𝐴𝑟𝑡𝑢𝑟𝑜 𝐷𝑎𝑛𝑖𝑒𝑙 𝐴𝑟𝑖𝑎𝑠 𝐷𝑒𝑙𝑔𝑎𝑑𝑜
14 de junio de 1935: Chaco Boreal.
Temor ante los últimos estertores de la misma muerte. Labios mordidos y partidos, ojos hinchados por el polvo y la arena fina que se anida en la garganta. Almas arrancadas de su hogar para vivir la guerra con descarnada realidad, se aferraban a la vida en estos últimos momentos en el campo de Marte mientras traqueteaban las metrallas, fusiles y artillería en busca de carne fresca.
La orden era mostrar al enemigo todo el poderío de las armas antes del mediodía, cuando un avión volara encima de las trincheras. Entonces comenzaba el cese de fuegos.
La misión fue cumplida: ¡No pasarán! ¡Y no pasaron!
Ese 14 de junio no solamente Villamontes seguía en manos bolivianas sino que se recuperó territorio perdido hasta 1934. Sonaron las trompetas de la victoria boliviana en Cuevo, Huirapitindi, Charagua, Cambeití, Carandaití, Taiguati, Boyuibe, Picada Tunari, Ñancoraiza, Abra de Ururigua-Camatindi, Contraofensiva del Parapetí y otras batallas desde principios de año.
La soberbia paraguaya escondió su cabeza en el Aguaragüe y se sumergió en las aguas del Parapetí, de donde emergió la altivez boliviana a punta de bayoneta calada.
Villamontes, ahora una de las ciudades más pintorescas de Bolivia, fue donde Bernardino Bilbao Rioja derrotó a José Félix Estigarribia y todo el mando militar paraguayo-argentino, que días antes emitía con fanfarria mediante prensa y radio la victoria final en favor de sus armas tras la toma de la población de Charagua.
Sin embargo, no tomaron en cuenta que Bolivia recién entraba en calor para una guerra total.
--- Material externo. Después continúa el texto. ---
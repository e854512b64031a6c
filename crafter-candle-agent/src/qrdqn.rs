//! QR-DQN agent.
mod base;
mod config;
pub use base::QrDqn;
pub use config::QrDqnConfig;
//! Configuration of [`Trainer`](super::Trainer).
use anyhow::Result;
use serde::{Deserialize, Serialize};
use std::{
    fs::File,
    io::{BufReader, Write},
    path::Path,
};

/// Configuration of [`Trainer`](super::Trainer).
///
/// All intervals count environment steps.
#[derive(Debug, Deserialize, Serialize, PartialEq, Clone)]
pub struct TrainerConfig {
    /// Number of environment steps of the whole run.
    pub max_env_steps: usize,

    /// Environment steps before the first optimization step.
    pub training_starts: usize,

    /// Interval of optimization steps.
    pub opt_interval: usize,

    /// Interval of copying the online model into the target model.
    pub target_update_interval: usize,

    /// Interval of evaluation.
    pub eval_interval: usize,

    /// Interval of saving model parameters.
    pub save_interval: usize,

    /// Interval of flushing records.
    pub flush_record_interval: usize,

    /// Interval of logging a summary of the progress.
    pub log_interval: usize,

    /// Where to save the trained model. Nothing is saved if `None`.
    pub model_dir: Option<String>,

    /// Seed of the training environment.
    pub env_seed: i64,
}

impl Default for TrainerConfig {
    fn default() -> Self {
        Self {
            max_env_steps: 1_000_000,
            training_starts: 5_000,
            opt_interval: 4,
            target_update_interval: 2_500,
            eval_interval: 50_000,
            save_interval: 100_000,
            flush_record_interval: 1_000,
            log_interval: 10_000,
            model_dir: None,
            env_seed: 0,
        }
    }
}

impl TrainerConfig {
    /// Sets the number of environment steps of the whole run.
    pub fn max_env_steps(mut self, v: usize) -> Self {
        self.max_env_steps = v;
        self
    }

    /// Sets the number of environment steps before the first optimization step.
    pub fn training_starts(mut self, v: usize) -> Self {
        self.training_starts = v;
        self
    }

    /// Sets the interval of optimization steps.
    pub fn opt_interval(mut self, v: usize) -> Self {
        self.opt_interval = v;
        self
    }

    /// Sets the interval of target synchronization.
    pub fn target_update_interval(mut self, v: usize) -> Self {
        self.target_update_interval = v;
        self
    }

    /// Sets the interval of evaluation.
    pub fn eval_interval(mut self, v: usize) -> Self {
        self.eval_interval = v;
        self
    }

    /// Sets the interval of saving model parameters.
    pub fn save_interval(mut self, v: usize) -> Self {
        self.save_interval = v;
        self
    }

    /// Sets the interval of flushing records.
    pub fn flush_record_interval(mut self, v: usize) -> Self {
        self.flush_record_interval = v;
        self
    }

    /// Sets the interval of progress logs.
    pub fn log_interval(mut self, v: usize) -> Self {
        self.log_interval = v;
        self
    }

    /// Sets the directory where models are saved.
    pub fn model_dir(mut self, v: impl Into<String>) -> Self {
        self.model_dir = Some(v.into());
        self
    }

    /// Sets the seed of the training environment.
    pub fn env_seed(mut self, v: i64) -> Self {
        self.env_seed = v;
        self
    }

    /// Constructs [`TrainerConfig`] from YAML file.
    pub fn load(path: impl AsRef<Path>) -> Result<Self> {
        let file = File::open(path)?;
        let rdr = BufReader::new(file);
        let b = serde_yaml::from_reader(rdr)?;
        Ok(b)
    }

    /// Saves [`TrainerConfig`].
    pub fn save(&self, path: impl AsRef<Path>) -> Result<()> {
        let mut file = File::create(path)?;
        file.write_all(serde_yaml::to_string(&self)?.as_bytes())?;
        Ok(())
    }
}

#[cfg(test)]
mod tests {
    use super::*;
    use tempdir::TempDir;

    #[test]
    fn test_serde_trainer_config() -> Result<()> {
        let config = TrainerConfig::default()
            .max_env_steps(100)
            .eval_interval(10)
            .model_dir("some/directory");

        let dir = TempDir::new("trainer_config")?;
        let path = dir.path().join("trainer_config.yaml");
        config.save(&path)?;
        let config_ = TrainerConfig::load(&path)?;
        assert_eq!(config, config_);
        Ok(())
    }
}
Los “pilas” estaban al “borde de un abismo sin fondo”, tal como lo dijera el teniente coronel paraguayo Antonio E. Gonzales en su obra “La Guerra del Chaco”.
Ante tal situación, los paraguayos se aferraban y prendían velas a “san” Carlos Saavedra Lamas y a la diplomacia argentina para que frene al eufórico ejército boliviano que estaba dispuesto a arrollarlos.
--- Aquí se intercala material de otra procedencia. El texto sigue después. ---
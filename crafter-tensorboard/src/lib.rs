//! Writes records of `crafter-core` to TensorBoard event files.
use crafter_core::record::{AggregateRecorder, Record, RecordStorage, RecordValue, Recorder};
use log::warn;
use std::path::Path;
use tensorboard_rs::summary_writer::SummaryWriter;

/// Write records to TFRecord.
///
/// Scalars are written under their keys. Each element of a
/// [`RecordValue::Array1`] is written as the scalar `<key>/<index>`.
/// Timestamps and strings are discarded.
pub struct TensorboardRecorder {
    writer: SummaryWriter,
    step_key: String,
    storage: RecordStorage,
}

impl TensorboardRecorder {
    /// Construct a [`TensorboardRecorder`].
    ///
    /// TFRecord will be stored in `logdir`. The step of each record is read
    /// from its `step` entry.
    pub fn new<P: AsRef<Path>>(logdir: P) -> Self {
        Self {
            writer: SummaryWriter::new(logdir),
            step_key: "step".to_string(),
            storage: RecordStorage::new(),
        }
    }

    /// Sets the key holding the step of a record.
    pub fn step_key(mut self, v: impl Into<String>) -> Self {
        self.step_key = v.into();
        self
    }
}

impl Recorder for TensorboardRecorder {
    /// Write a given [`Record`] into a TFRecord.
    ///
    /// Records without a scalar step entry are skipped with a warning.
    fn write(&mut self, record: Record) {
        let step = match record.get(&self.step_key) {
            Some(RecordValue::Scalar(v)) => *v as usize,
            _ => {
                warn!("Record without scalar {:?} is not written", self.step_key);
                return;
            }
        };

        for (k, v) in record.iter() {
            if *k == self.step_key {
                continue;
            }
            match v {
                RecordValue::Scalar(v) => self.writer.add_scalar(k, *v, step),
                RecordValue::Array1(vs) => {
                    for (i, v) in vs.iter().enumerate() {
                        self.writer.add_scalar(&format!("{}/{}", k, i), *v, step);
                    }
                }
                RecordValue::DateTime(_) | RecordValue::String(_) => {}
            }
        }
    }
}

impl AggregateRecorder for TensorboardRecorder {
    fn store(&mut self, record: Record) {
        self.storage.store(record);
    }

    /// Writes the aggregate of the stored records at `step`.
    fn flush(&mut self, step: i64) {
        if self.storage.is_empty() {
            return;
        }
        let mut record = self.storage.aggregate();
        record.insert(self.step_key.clone(), RecordValue::Scalar(step as f32));
        self.write(record);
        self.writer.flush();
    }
}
Y el milagrito se les hizo aquel 14 de junio. Se paró la guerra.
Soldados de ambos bandos salieron de sus trincheras, angustiados y temerosos primero, luego, al ver que no había disparo alguno, se miraron, acercaron, dieron la mano y se abrazaron. Tocaron las bandas de música. Se bailó, lloró y contaron las peripecias entre los hasta hace poco enemigos a muerte.
América entera estaba en paz, solo se escuchaban los gritos silenciosos de aquellos casi 33.000 bolivianos que murieron en el Chaco defendiendo a la patria amada.
Esos jovencitos de entonces merecen toda nuestra admiración y el recuerdo perecedero por su esfuerzo final para alcanzar una victoria que permitió contar ahora con el Chaco que se encuentra en los departamentos de Chuquisaca, Tarija y Santa Cruz, y con los recursos naturales de los que hoy disfrutamos.
Olvidemos de una vez esa historia que nos contaron los pseudonacionalistas de mediados del siglo pasado que por adjudicarse el título de “salvadores” de la patria se inventaron una “triste historia” plagada de derrotas, y que influyeron en la psique social de las futuras generaciones.
¡Honor y gloria a nuestros excombatientes!